But this was back in the 1950s, right?
Because back then we didn't have the, we weren't looking out for meteors, were we?
We were not.
And this is a really fascinating topic, especially to place historically.
Because you're right, in the 50s, we weren't looking at all.
And we totally could have been blindsided by a meteor.
Like, we might have noticed it, you know, as it approached a few days in advance,
because we had telescopes and people were looking,
but you basically have to get lucky and spot it.
Nobody was on purpose looking for this thing.
People were too busy doing the hulu hoops and going around in roller skates and going to the diner.
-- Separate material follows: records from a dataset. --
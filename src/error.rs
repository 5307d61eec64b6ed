//! Error types for tally-backup
//!
//! Every failure the orchestrator can hit while copying, trimming or
//! restoring a backup maps onto one of these variants. Per-destination
//! failures are converted to a `bool` plus a log entry at the destination
//! boundary, so most of these never reach a caller directly.

use std::path::{Path, PathBuf};

use thiserror::Error;

/// The main error type for backup operations
#[derive(Error, Debug)]
pub enum BackupError {
    /// The database file to back up does not exist
    #[error("Source database not found: {}", .0.display())]
    SourceMissing(PathBuf),

    /// Destination directory is missing and cannot be created, or is read-only
    #[error("Destination unavailable: {}", .0.display())]
    DestinationUnavailable(PathBuf),

    /// I/O error while copying bytes to a destination or restore target
    #[error("Copy failed for {}: {reason}", .path.display())]
    CopyFailure { path: PathBuf, reason: String },

    /// An old backup could not be deleted during retention cleanup
    #[error("Retention cleanup failed for {}: {reason}", .path.display())]
    RetentionFailure { path: PathBuf, reason: String },

    /// A backup file name does not follow the backup naming contract
    #[error("Not a backup file: {0}")]
    InvalidBackupName(String),

    /// Settings store errors
    #[error("Settings error: {0}")]
    Settings(String),

    /// Configuration-related errors (paths, environment)
    #[error("Configuration error: {0}")]
    Config(String),

    /// Generic file I/O errors
    #[error("I/O error: {0}")]
    Io(String),

    /// JSON serialization/deserialization errors
    #[error("JSON error: {0}")]
    Json(String),
}

impl BackupError {
    /// Create a copy failure for the given path
    pub fn copy_failure(path: impl AsRef<Path>, reason: impl ToString) -> Self {
        Self::CopyFailure {
            path: path.as_ref().to_path_buf(),
            reason: reason.to_string(),
        }
    }

    /// Create a retention failure for the given path
    pub fn retention_failure(path: impl AsRef<Path>, reason: impl ToString) -> Self {
        Self::RetentionFailure {
            path: path.as_ref().to_path_buf(),
            reason: reason.to_string(),
        }
    }

    /// Whether the error is confined to a single destination
    pub fn is_destination_scoped(&self) -> bool {
        matches!(
            self,
            Self::DestinationUnavailable(_) | Self::CopyFailure { .. } | Self::RetentionFailure { .. }
        )
    }
}

impl From<std::io::Error> for BackupError {
    fn from(err: std::io::Error) -> Self {
        Self::Io(err.to_string())
    }
}

impl From<serde_json::Error> for BackupError {
    fn from(err: serde_json::Error) -> Self {
        Self::Json(err.to_string())
    }
}

/// Result type alias for backup operations
pub type BackupResult<T> = Result<T, BackupError>;
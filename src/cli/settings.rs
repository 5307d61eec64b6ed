//! Global settings, detection and watch CLI commands

use std::io::{self, BufRead};
use std::path::{Path, PathBuf};

use clap::Subcommand;

use super::backup::{database_id, format_duration};
use crate::backup::{naming, BackupOrchestrator};
use crate::detect::LocationDetector;
use crate::error::{BackupError, BackupResult};

/// Settings subcommands
#[derive(Subcommand, Debug)]
pub enum SettingsCommands {
    /// Show global backup settings
    Show,
    /// Change global backup settings
    Set {
        /// Master switch for scheduled backups
        #[arg(long)]
        enabled: Option<bool>,
        /// Run backups on a schedule
        #[arg(long)]
        auto: Option<bool>,
        /// Minutes between scheduled backups (1-60)
        #[arg(long)]
        interval: Option<u32>,
        /// Fallback directory for databases without destinations ("" clears it)
        #[arg(long)]
        legacy_dir: Option<String>,
        /// Backups kept in the legacy directory
        #[arg(long)]
        max_versions: Option<u32>,
        /// Databases included in scheduled backups
        #[arg(long, num_args = 0..)]
        select: Option<Vec<PathBuf>>,
    },
}

/// Handle a settings command
pub fn handle_settings_command(
    orchestrator: &BackupOrchestrator,
    cmd: SettingsCommands,
) -> BackupResult<()> {
    match cmd {
        SettingsCommands::Show => {}

        SettingsCommands::Set {
            enabled,
            auto,
            interval,
            legacy_dir,
            max_versions,
            select,
        } => {
            if let Some(enabled) = enabled {
                orchestrator.set_enabled(enabled)?;
            }
            if let Some(auto) = auto {
                orchestrator.set_auto_backup_enabled(auto)?;
            }
            if let Some(minutes) = interval {
                orchestrator.set_auto_interval_minutes(minutes)?;
            }
            if let Some(dir) = legacy_dir {
                let dir = (!dir.trim().is_empty()).then(|| naming::absolute_path(Path::new(&dir)));
                orchestrator.set_legacy_directory(dir)?;
            }
            if let Some(max) = max_versions {
                orchestrator.set_max_versions(max)?;
            }
            if let Some(databases) = select {
                let ids = databases.iter().map(|db| database_id(db)).collect();
                orchestrator.set_selected_databases(ids)?;
            }
            println!("Settings saved.");
            println!();
        }
    }

    print_settings(orchestrator);
    Ok(())
}

fn print_settings(orchestrator: &BackupOrchestrator) {
    let settings = orchestrator.global_settings();

    println!("Backup Settings");
    println!("===============");
    println!("  Enabled:          {}", settings.enabled);
    println!("  Automatic:        {}", settings.auto_backup_enabled);
    println!("  Interval:         {} minute(s)", settings.auto_interval_minutes);
    println!(
        "  Legacy directory: {}",
        settings
            .legacy_directory
            .as_ref()
            .map(|d| d.display().to_string())
            .unwrap_or_else(|| "(none)".into())
    );
    println!("  Legacy versions:  {}", settings.max_versions);

    match orchestrator.last_backup_time() {
        Some(last) => {
            let age = chrono::Utc::now().signed_duration_since(last);
            println!(
                "  Last backup:      {} ({} ago)",
                last.with_timezone(&chrono::Local).format("%Y-%m-%d %H:%M:%S"),
                format_duration(age)
            );
        }
        None => println!("  Last backup:      never"),
    }

    if settings.selected_databases.is_empty() {
        println!("  Selected:         (current database only)");
    } else {
        println!("  Selected:");
        for db in &settings.selected_databases {
            println!("    - {}", db);
        }
    }
}

/// Print detected destinations, optionally adding them to a database's policy
pub fn handle_detect(orchestrator: &BackupOrchestrator, add_to: Option<&Path>) -> BackupResult<()> {
    let candidates = LocationDetector::new().detect_all();

    if candidates.is_empty() {
        println!("No cloud folders or removable drives found.");
        return Ok(());
    }

    println!("Detected Locations");
    println!("==================");
    for dest in &candidates {
        let auto = if dest.auto_backup { "auto" } else { "manual" };
        println!("  {} [{}] {}", dest.display_name(), auto, dest.path.display());
    }

    let Some(db) = add_to else {
        return Ok(());
    };

    let id = database_id(db);
    let mut policy = orchestrator.get_database_policy(&id);
    let added = candidates
        .into_iter()
        .filter(|dest| policy.add_destination(dest.clone()))
        .count();
    orchestrator.set_database_policy(&id, policy)?;

    println!();
    println!("Added {} destination(s) to {}", added, id);
    Ok(())
}

/// Run scheduled backups for a database until stdin closes
pub fn handle_watch(orchestrator: &BackupOrchestrator, db: &Path) -> BackupResult<()> {
    let id = database_id(db);
    orchestrator.set_current_database(Some(id.clone()));

    if !orchestrator.start_auto_backup() {
        let settings = orchestrator.global_settings();
        return Err(BackupError::Config(format!(
            "automatic backups are off (enabled: {}, auto: {}); turn them on with \
             `tally-backup settings set --enabled true --auto true`",
            settings.enabled, settings.auto_backup_enabled
        )));
    }

    println!(
        "Backing up {} every {} minute(s). Press Ctrl-C or close stdin to stop.",
        id,
        orchestrator.global_settings().auto_interval_minutes
    );

    for line in io::stdin().lock().lines() {
        if line.is_err() {
            break;
        }
    }

    orchestrator.stop_auto_backup();
    println!("Stopped.");
    Ok(())
}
And then suddenly it had to be lucked for you to look up and see a meteor coming at you.
Yeah.
And we didn't have the sort of telescopes we have now and the budget for science and all that stuff.
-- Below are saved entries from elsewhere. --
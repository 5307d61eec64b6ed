//! CLI command handlers
//!
//! This module contains the implementation of CLI commands,
//! bridging the clap argument parsing with the backup orchestrator.

pub mod backup;
pub mod destination;
pub mod settings;

pub use backup::{database_id, handle_backup, handle_fingerprint, handle_list, handle_restore};
pub use destination::{
    handle_destination_command, handle_policy_command, DestinationCommands, KindArg, PolicyCommands,
};
pub use settings::{handle_detect, handle_settings_command, handle_watch, SettingsCommands};
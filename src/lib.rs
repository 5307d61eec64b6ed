//! tally-backup - Multi-destination backups for bookkeeping databases
//!
//! This library provides the backup-and-restore engine of a desktop
//! bookkeeping application. It copies a database file to every destination
//! in its policy (cloud sync folders, removable drives, local directories),
//! keeps a bounded number of versions per destination, tells same-named
//! databases apart with a path fingerprint, and runs on a schedule.
//!
//! # Architecture
//!
//! The crate is organized into the following modules:
//!
//! - `config`: Path management and the key/value settings store
//! - `error`: Custom error types
//! - `models`: Destinations, policies, global settings and status values
//! - `storage`: Atomic JSON file I/O
//! - `backup`: The orchestrator (fan-out, retention, restore, scheduling)
//! - `detect`: Cloud folder and removable drive detection
//! - `cli`: Command handlers for the `tally-backup` binary
//!
//! # Example
//!
//! ```rust,ignore
//! use tally_backup::backup::BackupOrchestrator;
//! use tally_backup::config::{JsonSettingsStore, TallyPaths};
//!
//! let paths = TallyPaths::new()?;
//! let orchestrator = BackupOrchestrator::new(JsonSettingsStore::open(paths.settings_file())?);
//! let backups = orchestrator.list_backups("/home/me/books/accounts.db");
//! ```

pub mod backup;
pub mod cli;
pub mod config;
pub mod detect;
pub mod error;
pub mod models;
pub mod storage;

pub use backup::BackupOrchestrator;
pub use error::{BackupError, BackupResult};
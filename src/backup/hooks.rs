//! Collaborators injected into the orchestrator
//!
//! The host application supplies where a database lives, where status
//! updates go, and (in tests) what time it is.

use std::path::PathBuf;

use chrono::{DateTime, Local};
use crossbeam_channel::Sender;

use crate::models::BackupStatus;

/// Receives status transitions while backups run
pub trait StatusSink: Send + Sync {
    fn status_changed(&self, status: BackupStatus);
}

/// Sink that discards every update
#[derive(Debug, Default, Clone, Copy)]
pub struct NoopStatusSink;

impl StatusSink for NoopStatusSink {
    fn status_changed(&self, _status: BackupStatus) {}
}

impl<F> StatusSink for F
where
    F: Fn(BackupStatus) + Send + Sync,
{
    fn status_changed(&self, status: BackupStatus) {
        self(status)
    }
}

/// Forwards status updates over a channel
#[derive(Debug, Clone)]
pub struct ChannelStatusSink(pub Sender<BackupStatus>);

impl StatusSink for ChannelStatusSink {
    fn status_changed(&self, status: BackupStatus) {
        // A dropped receiver just means nobody is listening any more
        let _ = self.0.send(status);
    }
}

/// Resolves a database identifier to the file that holds it
pub trait SourcePathProvider: Send + Sync {
    fn source_path(&self, database_id: &str) -> Option<PathBuf>;
}

/// Treats the identifier itself as the database path
#[derive(Debug, Default, Clone, Copy)]
pub struct IdentifierIsPath;

impl SourcePathProvider for IdentifierIsPath {
    fn source_path(&self, database_id: &str) -> Option<PathBuf> {
        if database_id.trim().is_empty() {
            None
        } else {
            Some(PathBuf::from(database_id))
        }
    }
}

impl<F> SourcePathProvider for F
where
    F: Fn(&str) -> Option<PathBuf> + Send + Sync,
{
    fn source_path(&self, database_id: &str) -> Option<PathBuf> {
        self(database_id)
    }
}

/// Source of wall-clock time for backup names
pub trait Clock: Send + Sync {
    fn now(&self) -> DateTime<Local>;
}

/// The system's local time
#[derive(Debug, Default, Clone, Copy)]
pub struct SystemClock;

impl Clock for SystemClock {
    fn now(&self) -> DateTime<Local> {
        Local::now()
    }
}

/// A clock that only moves when told to
#[cfg(test)]
#[derive(Debug)]
pub(crate) struct ManualClock {
    current: parking_lot::Mutex<DateTime<Local>>,
}

#[cfg(test)]
impl ManualClock {
    pub fn new(start: DateTime<Local>) -> Self {
        Self {
            current: parking_lot::Mutex::new(start),
        }
    }

    /// Move the clock forward (or backward, with a negative duration)
    pub fn advance(&self, by: chrono::Duration) {
        let mut current = self.current.lock();
        *current += by;
    }
}

#[cfg(test)]
impl Clock for ManualClock {
    fn now(&self) -> DateTime<Local> {
        *self.current.lock()
    }
}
You know, America had just emerged from World War II and it's about to enter this era of investing in science and universities and academics.
So we just didn't have the technology.
And even later, decades later, we still hadn't really done it.
It wasn't until Shoemaker Levy in the 90s, which is a comet that hit Jupiter with fantastic fireballs, the size of the Earth, that people woke up and thought, hold on a second, there could be something out there that's going to hit us.
We better look more carefully.
Really?
That was the first time in the 80s that people started taking this seriously?
It was in the 90s.
And so really, only in the last 20 or 30 years has NASA made a serious, dedicated effort to map the solar system for anything that might hit us.
Wow, interesting.
Huh.
I didn't know it was that recent.
Yeah, and that is actually a moment that I got drawn into science.
I was working on a science project that summer where we had a super fast high-resolution camera,
and we saw this comet come into the solar system and break into pieces and then slam into Jupiter one by one.
And so we hooked up this awesome camera to a telescope, and I watched those things hit Jupiter in real time.
It took these high-resolution, high-speed videos of the impacts.
It was pretty exhilarating, yeah.
Really? Wow.
And so you thought, I'm going into particle physics.
At the time, I actually wanted to be an astronomer.
But it turns out that you don't get climactic collisions like this very often,
which is, you know, a good thing and a bad thing depending on your angle.
You're like, I need 10 to the 23 collisions per second.
This is not enough.
One every hundred years, I need more.
So there's a few angles on this.
One is it's totally true that in the 50s we could have been blindsided by a big meteorite,
totally plausible.
Today, however, we have mapped out most of the stuff in the solar system.
So we know where most of the big rocks are.
In fact, we're pretty sure we know where all of the big rocks are,
all the planet killers or the extinction event rocks.
We're pretty sure we've seen those.
We know where they are.
We've seen them for long enough to map out their trajectory
and predict where they're going to be in the next couple of hundred years.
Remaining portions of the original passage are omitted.